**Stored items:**

use teloxide::types::ChatId;

/// Authorization filter for the single operator chat
#[derive(Debug, Clone, Copy)]
pub struct AuthorizedChat {
    chat_id: Option<ChatId>,
}

impl AuthorizedChat {
    pub fn new(chat_id: Option<i64>) -> Self {
        if chat_id.is_none() {
            tracing::warn!("No authorized chat configured, every command will be rejected");
        }
        Self {
            chat_id: chat_id.map(ChatId),
        }
    }

    pub fn chat_id(&self) -> Option<ChatId> {
        self.chat_id
    }

    pub fn is_authorized(&self, chat_id: ChatId) -> bool {
        self.chat_id == Some(chat_id)
    }
}
//! Run command implementation

use super::{build_venue, close_journal, open_journal};
use crate::alerts::{AlertSettings, CrashAlertMonitor};
use crate::bot::{run_bot, AuthorizedChat, BotState};
use crate::config::{Config, Secrets};
use crate::feed::BinanceFeed;
use crate::notify::{LogNotifier, Notifier, TelegramNotifier};
use crate::watch::SessionManager;
use clap::Args;
use std::sync::Arc;
use std::time::Duration;
use teloxide::prelude::*;

#[derive(Args, Debug)]
pub struct RunArgs {
    /// Start crash alerts regardless of `alerts.enabled`
    #[arg(long)]
    pub alerts: bool,
}

impl RunArgs {
    pub async fn execute(&self, config: Config) -> anyhow::Result<()> {
        let secrets = Secrets::from_env();
        let config = config.with_secrets(&secrets);

        let token = config.telegram.bot_token.clone().ok_or_else(|| {
            anyhow::anyhow!("TELEGRAM_BOT_TOKEN is required to run the bot")
        })?;
        let bot = Bot::new(token);
        let auth = AuthorizedChat::new(config.telegram.chat_id);

        let notifier: Arc<dyn Notifier> = match auth.chat_id() {
            Some(chat_id) => Arc::new(TelegramNotifier::new(bot.clone(), chat_id)),
            None => Arc::new(LogNotifier),
        };

        let venue = build_venue(&config, &secrets).await?;
        let (journal, writer) = open_journal(&config.journal);
        let feed = Arc::new(BinanceFeed::new(&config.feed.ws_url));

        let manager = Arc::new(
            SessionManager::new(
                config.session_config(),
                feed,
                Arc::clone(&notifier),
                journal.clone(),
            )
            .with_venue(Arc::clone(&venue)),
        );

        let monitor = Arc::new(CrashAlertMonitor::new(
            AlertSettings {
                symbol: config.feed.symbol.to_uppercase(),
                interval: config.alerts.interval.clone(),
                candle_limit: config.alerts.candle_limit,
                poll_interval: Duration::from_secs(config.alerts.poll_interval_secs),
                crash: config.alerts.crash_params(),
                rsi_alerts: config.alerts.rsi_alerts,
            },
            Arc::clone(&venue),
            notifier,
            journal.clone(),
        ));

        let journal_path = config.journal.enabled.then(|| config.journal.path.clone());
        let state = Arc::new(
            BotState::new(
                config.feed.symbol.to_uppercase(),
                &config.venue.base_asset,
                &config.venue.quote_asset,
                venue,
                Arc::clone(&manager),
            )
            .with_journal(journal.clone(), journal_path)
            .with_monitor(monitor),
        );

        if config.alerts.enabled || self.alerts {
            state.start_monitor().await;
        }

        tracing::info!(
            symbol = %config.feed.symbol,
            mode = ?config.venue.mode,
            "tradewatch bot starting"
        );
        run_bot(bot, auth, Arc::clone(&state)).await;

        tracing::info!("Shutting down");
        state.stop_monitor().await;
        manager.shutdown().await;
        drop(state);
        drop(manager);
        close_journal(journal, writer).await;
        Ok(())
    }
}
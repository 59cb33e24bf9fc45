use super::build_venue;
use crate::config::{Config, Secrets};
use clap::Args;

#[derive(Args, Debug)]
pub struct PriceArgs {
    /// Symbol to quote; defaults to the configured one
    pub symbol: Option<String>,
}

impl PriceArgs {
    pub async fn execute(&self, config: Config) -> anyhow::Result<()> {
        let venue = build_venue(&config, &Secrets::from_env()).await?;
        let symbol = self
            .symbol
            .as_deref()
            .unwrap_or(&config.feed.symbol)
            .to_uppercase();

        let price = venue.price(&symbol).await?;
        println!("{symbol}: {price}");
        Ok(())
    }
}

**WORK TASK:**
Take the records above and write each one out again exactly.

**TASK RESULT:**
use teloxide::types::ChatId;

/// Authorization filter for the single operator chat
#[derive(Debug, Clone, Copy)]
pub struct AuthorizedChat {
    chat_id: Option<ChatId>,
}

impl AuthorizedChat {
    pub fn new(chat_id: Option<i64>) -> Self {
        if chat_id.is_none() {
            tracing::warn!("No authorized chat configured, every command will be rejected");
        }
        Self {
            chat_id: chat_id.map(ChatId),
        }
    }

    pub fn chat_id(&self) -> Option<ChatId> {
        self.chat_id
    }

    pub fn is_authorized(&self, chat_id: ChatId) -> bool {
        self.chat_id == Some(chat_id)
    }
}
//! Run command implementation

use super::{build_venue, close_journal, open_journal};
use crate::alerts::{AlertSettings, CrashAlertMonitor};
use crate::bot::{run_bot, AuthorizedChat, BotState};
use crate::config::{Config, Secrets};
use crate::feed::BinanceFeed;
use crate::notify::{LogNotifier, Notifier, TelegramNotifier};
use crate::watch::SessionManager;
use clap::Args;
use std::sync::Arc;
use std::time::Duration;
use teloxide::prelude::*;

#[derive(Args, Debug)]
pub struct RunArgs {
    /// Start crash alerts regardless of `alerts.enabled`
    #[arg(long)]
    pub alerts: bool,
}

impl RunArgs {
    pub async fn execute(&self, config: Config) -> anyhow::Result<()> {
        let secrets = Secrets::from_env();
        let config = config.with_secrets(&secrets);

        let token = config.telegram.bot_token.clone().ok_or_else(|| {
            anyhow::anyhow!("TELEGRAM_BOT_TOKEN is required to run the bot")
        })?;
        let bot = Bot::new(token);
        let auth = AuthorizedChat::new(config.telegram.chat_id);

        let notifier: Arc<dyn Notifier> = match auth.chat_id() {
            Some(chat_id) => Arc::new(TelegramNotifier::new(bot.clone(), chat_id)),
            None => Arc::new(LogNotifier),
        };

        let venue = build_venue(&config, &secrets).await?;
        let (journal, writer) = open_journal(&config.journal);
        let feed = Arc::new(BinanceFeed::new(&config.feed.ws_url));

        let manager = Arc::new(
            SessionManager::new(
                config.session_config(),
                feed,
                Arc::clone(&notifier),
                journal.clone(),
            )
            .with_venue(Arc::clone(&venue)),
        );

        let monitor = Arc::new(CrashAlertMonitor::new(
            AlertSettings {
                symbol: config.feed.symbol.to_uppercase(),
                interval: config.alerts.interval.clone(),
                candle_limit: config.alerts.candle_limit,
                poll_interval: Duration::from_secs(config.alerts.poll_interval_secs),
                crash: config.alerts.crash_params(),
                rsi_alerts: config.alerts.rsi_alerts,
            },
            Arc::clone(&venue),
            notifier,
            journal.clone(),
        ));

        let journal_path = config.journal.enabled.then(|| config.journal.path.clone());
        let state = Arc::new(
            BotState::new(
                config.feed.symbol.to_uppercase(),
                &config.venue.base_asset,
                &config.venue.quote_asset,
                venue,
                Arc::clone(&manager),
            )
            .with_journal(journal.clone(), journal_path)
            .with_monitor(monitor),
        );

        if config.alerts.enabled || self.alerts {
            state.start_monitor().await;
        }

        tracing::info!(
            symbol = %config.feed.symbol,
            mode = ?config.venue.mode,
            "tradewatch bot starting"
        );
        run_bot(bot, auth, Arc::clone(&state)).await;

        tracing::info!("Shutting down");
        state.stop_monitor().await;
        manager.shutdown().await;
        drop(state);
        drop(manager);
        close_journal(journal, writer).await;
        Ok(())
    }
}
repository 59cb33e24bf9fc45
use super::build_venue;
use crate::config::{Config, Secrets};
use clap::Args;

#[derive(Args, Debug)]
pub struct PriceArgs {
    /// Symbol to quote; defaults to the configured one
    pub symbol: Option<String>,
}

impl PriceArgs {
    pub async fn execute(&self, config: Config) -> anyhow::Result<()> {
        let venue = build_venue(&config, &Secrets::from_env()).await?;
        let symbol = self
            .symbol
            .as_deref()
            .unwrap_or(&config.feed.symbol)
            .to_uppercase();

        let price = venue.price(&symbol).await?;
        println!("{symbol}: {price}");
        Ok(())
    }
}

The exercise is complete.